|The cast of THE BUTTER AND EGG MAN. Photo by Kyle Connolly.|
Although The Butter and Egg Man may be viewed as something of a precursor to Mel Brooks’ The Producers, the fact remains that it was written by George S. Kaufman and first staged at the Longacre Theatre nearly a century ago, so it really ought come as no surprise that the play may seem quite dated today - what with its flappers and bootleggers, its vaudevillians and blue laws. The play debuted, after all, in the “Roaring Twenties,” a time that was in many ways quite unlike our own, a time when hotel managers looked askance at a single woman’s visiting a man’s room, and a time when the police were more likely than not to shut down a theatrical production if it included a scene in a brothel. And that, of course, may well be the very reason that Retro Productions selected this particular play to revive for its Tenth Anniversary production since Retro takes it as its mission to “tell good theatrical stories which have an historical perspective – with an emphasis on the 20th century – in order to broaden our own understanding of the world we live in.”
And we all may be very glad that they did because this is one helluva revival – or to use the vernacular of the 1920s: “This show’s a pipe.” (No, I didn’t know what the phrase meant either until I read the definition provided in the play’s program: “It’s a cinch, easy as pie, sure to succeed.”) For that is just what this revival deservedly is: a pipe, a cinch, and sure to succeed.
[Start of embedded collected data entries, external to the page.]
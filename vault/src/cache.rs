//! Bounded LRU caches.
//!
//! Both caches are safe to share between workers; every operation takes a
//! short `parking_lot` lock around the underlying [`LruCache`].

use crate::cache_key::CacheKey;
use crate::client::Client;
use crate::error::{VaultError, VaultResult};
use crate::model::ObjectKey;
use lru::LruCache;
use parking_lot::Mutex;
use std::hash::Hash;
use std::num::NonZeroUsize;
use std::sync::Arc;
use tracing::debug;

/// Default capacity of the client cache.
pub const DEFAULT_CLIENT_CACHE_SIZE: usize = 10_000;

/// Default capacity of the object key cache.
pub const DEFAULT_OBJECT_KEY_CACHE_SIZE: usize = 10_000;

/// Fixed-capacity, least-recently-used map.
#[derive(Debug)]
pub struct BoundedCache<K: Hash + Eq, V> {
    inner: Mutex<LruCache<K, V>>,
}

impl<K: Hash + Eq + Clone, V: Clone> BoundedCache<K, V> {
    /// Create a cache holding at most `capacity` entries.
    ///
    /// # Errors
    ///
    /// Returns [`VaultError::Config`] for a zero capacity.
    pub fn new(capacity: usize) -> VaultResult<Self> {
        let capacity = NonZeroUsize::new(capacity)
            .ok_or_else(|| VaultError::config("cache capacity must be greater than zero"))?;
        Ok(Self {
            inner: Mutex::new(LruCache::new(capacity)),
        })
    }

    /// Look up a value and mark it as recently used.
    pub fn get(&self, key: &K) -> Option<V> {
        self.inner.lock().get(key).cloned()
    }

    /// Insert or replace a value.
    ///
    /// Returns the entry evicted to make room, if any. Replacing the value
    /// of an existing key is not an eviction.
    pub fn put(&self, key: K, value: V) -> Option<(K, V)> {
        let mut inner = self.inner.lock();
        match inner.push(key.clone(), value) {
            Some((old_key, _)) if old_key == key => None,
            evicted => evicted,
        }
    }

    /// Remove a value, returning it if it was present.
    pub fn remove(&self, key: &K) -> Option<V> {
        self.inner.lock().pop(key)
    }

    /// Whether `key` is present, without touching its recency.
    pub fn contains(&self, key: &K) -> bool {
        self.inner.lock().contains(key)
    }

    /// Number of entries.
    pub fn len(&self) -> usize {
        self.inner.lock().len()
    }

    /// Whether the cache is empty.
    pub fn is_empty(&self) -> bool {
        self.inner.lock().is_empty()
    }

    /// Maximum number of entries.
    pub fn capacity(&self) -> usize {
        self.inner.lock().cap().get()
    }

    /// Keys from most to least recently used.
    pub fn keys(&self) -> Vec<K> {
        self.inner.lock().iter().map(|(k, _)| k.clone()).collect()
    }
}

/// Cache of authenticated clients by cache key.
#[derive(Debug)]
pub struct ClientCache {
    entries: BoundedCache<CacheKey, Arc<dyn Client>>,
}

impl ClientCache {
    /// Create a client cache.
    ///
    /// # Errors
    ///
    /// Returns [`VaultError::Config`] for a zero capacity.
    pub fn new(capacity: usize) -> VaultResult<Self> {
        Ok(Self {
            entries: BoundedCache::new(capacity)?,
        })
    }

    /// Look up a client.
    pub fn get(&self, key: &CacheKey) -> Option<Arc<dyn Client>> {
        self.entries.get(key)
    }

    /// Add a client under its own cache key.
    ///
    /// Returns the key of the client evicted to make room, if any.
    ///
    /// # Errors
    ///
    /// Returns an error if the client cannot report a cache key.
    pub fn add(&self, client: Arc<dyn Client>) -> VaultResult<Option<CacheKey>> {
        let key = client.cache_key()?;
        if key.is_empty() {
            return Err(VaultError::config("client reported an empty cache key"));
        }
        let evicted = self.entries.put(key, client).map(|(k, _)| k);
        if let Some(evicted) = &evicted {
            debug!(cache_key = %evicted, "Evicted client from cache");
        }
        Ok(evicted)
    }

    /// Remove a client, returning whether it was cached.
    pub fn remove(&self, key: &CacheKey) -> bool {
        self.entries.remove(key).is_some()
    }

    /// Whether a client is cached under `key`.
    pub fn contains(&self, key: &CacheKey) -> bool {
        self.entries.contains(key)
    }

    /// Number of cached clients.
    pub fn len(&self) -> usize {
        self.entries.len()
    }

    /// Whether the cache is empty.
    pub fn is_empty(&self) -> bool {
        self.entries.is_empty()
    }

    /// Cached keys from most to least recently used.
    pub fn keys(&self) -> Vec<CacheKey> {
        self.entries.keys()
    }
}

/// Cache of the most recent cache key per consumer.
#[derive(Debug)]
pub struct ObjectKeyCache {
    entries: BoundedCache<ObjectKey, CacheKey>,
}

impl ObjectKeyCache {
    /// Create an object key cache.
    ///
    /// # Errors
    ///
    /// Returns [`VaultError::Config`] for a zero capacity.
    pub fn new(capacity: usize) -> VaultResult<Self> {
        Ok(Self {
            entries: BoundedCache::new(capacity)?,
        })
    }

    /// Key most recently derived for `object`.
    pub fn get(&self, object: &ObjectKey) -> Option<CacheKey> {
        self.entries.get(object)
    }

    /// Record `key` as the current key for `object`.
    pub fn add(&self, object: ObjectKey, key: CacheKey) -> Option<ObjectKey> {
        self.entries.put(object, key).map(|(o, _)| o)
    }

    /// Forget `object`, returning whether a mapping existed.
    pub fn remove(&self, object: &ObjectKey) -> bool {
        self.entries.remove(object).is_some()
    }

    /// Number of tracked consumers.
    pub fn len(&self) -> usize {
        self.entries.len()
    }

    /// Whether no consumers are tracked.
    pub fn is_empty(&self) -> bool {
        self.entries.is_empty()
    }
}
Joe Lehman (Brian Stillman) is a sleazy theatrical agent and wannabe theatrical producer. Together with his equally sleazy partner, Jack McClure (Matthew Trumbull), he hopes to stage a production of Her Lesson, a convoluted mess of a story featuring the aging actress, Mary Martin (Shay Gines), in the lead role. There is only one problem: the partners lack the funds to finance the production and Fanny Lehman (Heather E. Cunningham), a one-time vaudeville performer and now Joe’s wife, who could afford to finance the show herself if she chose to, refuses to do so.
Not to worry. Along comes Peter Jones (Ben Schnickel), a wholesome lad who lives with his mother in Chillicothe, Ohio and who has just arrived in New York in the hopes of parlaying the $20,000 inheritance he received from his grandfather into a large enough sum to enable him to buy the hotel at which he works and return to Chillicothe not merely as one of its employees but as its owner.
Voila! Peter encounters Joe’s secretary, Jane Weston (Alisha Spielmann), and is immediately smitten. Jane is as wholesome as Peter but the two are no match for the likes of Joe and Jack. Predictably, Peter is prevailed upon to invest his $20,000 in Her Lesson, the play opens in Syracuse, and it bombs. Peter, it seems, is the quintessential “butter and egg man” of the play’s title (defined in the play’s program as 1920s slang for “a naïve but rich investor, a sap, a mark”).
But things are not always as they seem. Peter buys out Joe’s and Jack’s interests in Her Lesson and the apparent flop goes on to become an unlikely hit on Broadway. Peter has turned the tables on Joe and Jack, he has won Jane’s hand, and he is on top of the world. Until, that is, it all comes crashing down upon him with the arrival of A. J. Patterson (Seth Sheldon), an OCD attorney whose client contends (with considerable supporting evidence) that Peter never owned the rights to Her Lesson in the first place. It looks as if Peter may be nothing more than a “butter and egg man” after all.
Or is he? The play’s not over yet and you’ll have to see it to find out.
The cast is wonderful across the board with several terrific standouts. Brian Stillman plays the role of Joe as a loud, trumpeting, cigar-chomping alpha male – something of a cross between Zero Mostel, Jim Belushi and Jackie Gleason – while Matthew Trumbull acts the part of his sidekick, Jack, in truly reptilian fashion. Shay Gines channels Gloria Swanson in her portrayal of Mary Martin and both Ben Schnickel and Alisha Spielmann are the fresh-faced innocents, Peter and Jane, that any mother would be proud to call her own.
Ricardo Rust, the play’s director, also deserves a special shout-out, not only for his overall success in eliciting such fine performances from his very talented cast but also for his remarkably creative choreography of the play’s scene transitions. It is all too often the case that audiences at off off Broadway plays must suffer through distracting and time-consuming scene changes that not only do nothing to enhance the theatrical experience but actually detract from it. Quite the opposite is the case here. In this revival of The Butter and Egg Man at the Gene Frankel Theatre on Bond Street in lower Manhattan, the scene transitions themselves are entertaining as the entire cast acts in concert, rearranging and transporting furniture and props in a delightfully choreographed dance straight out of the “Roaring Twenties.”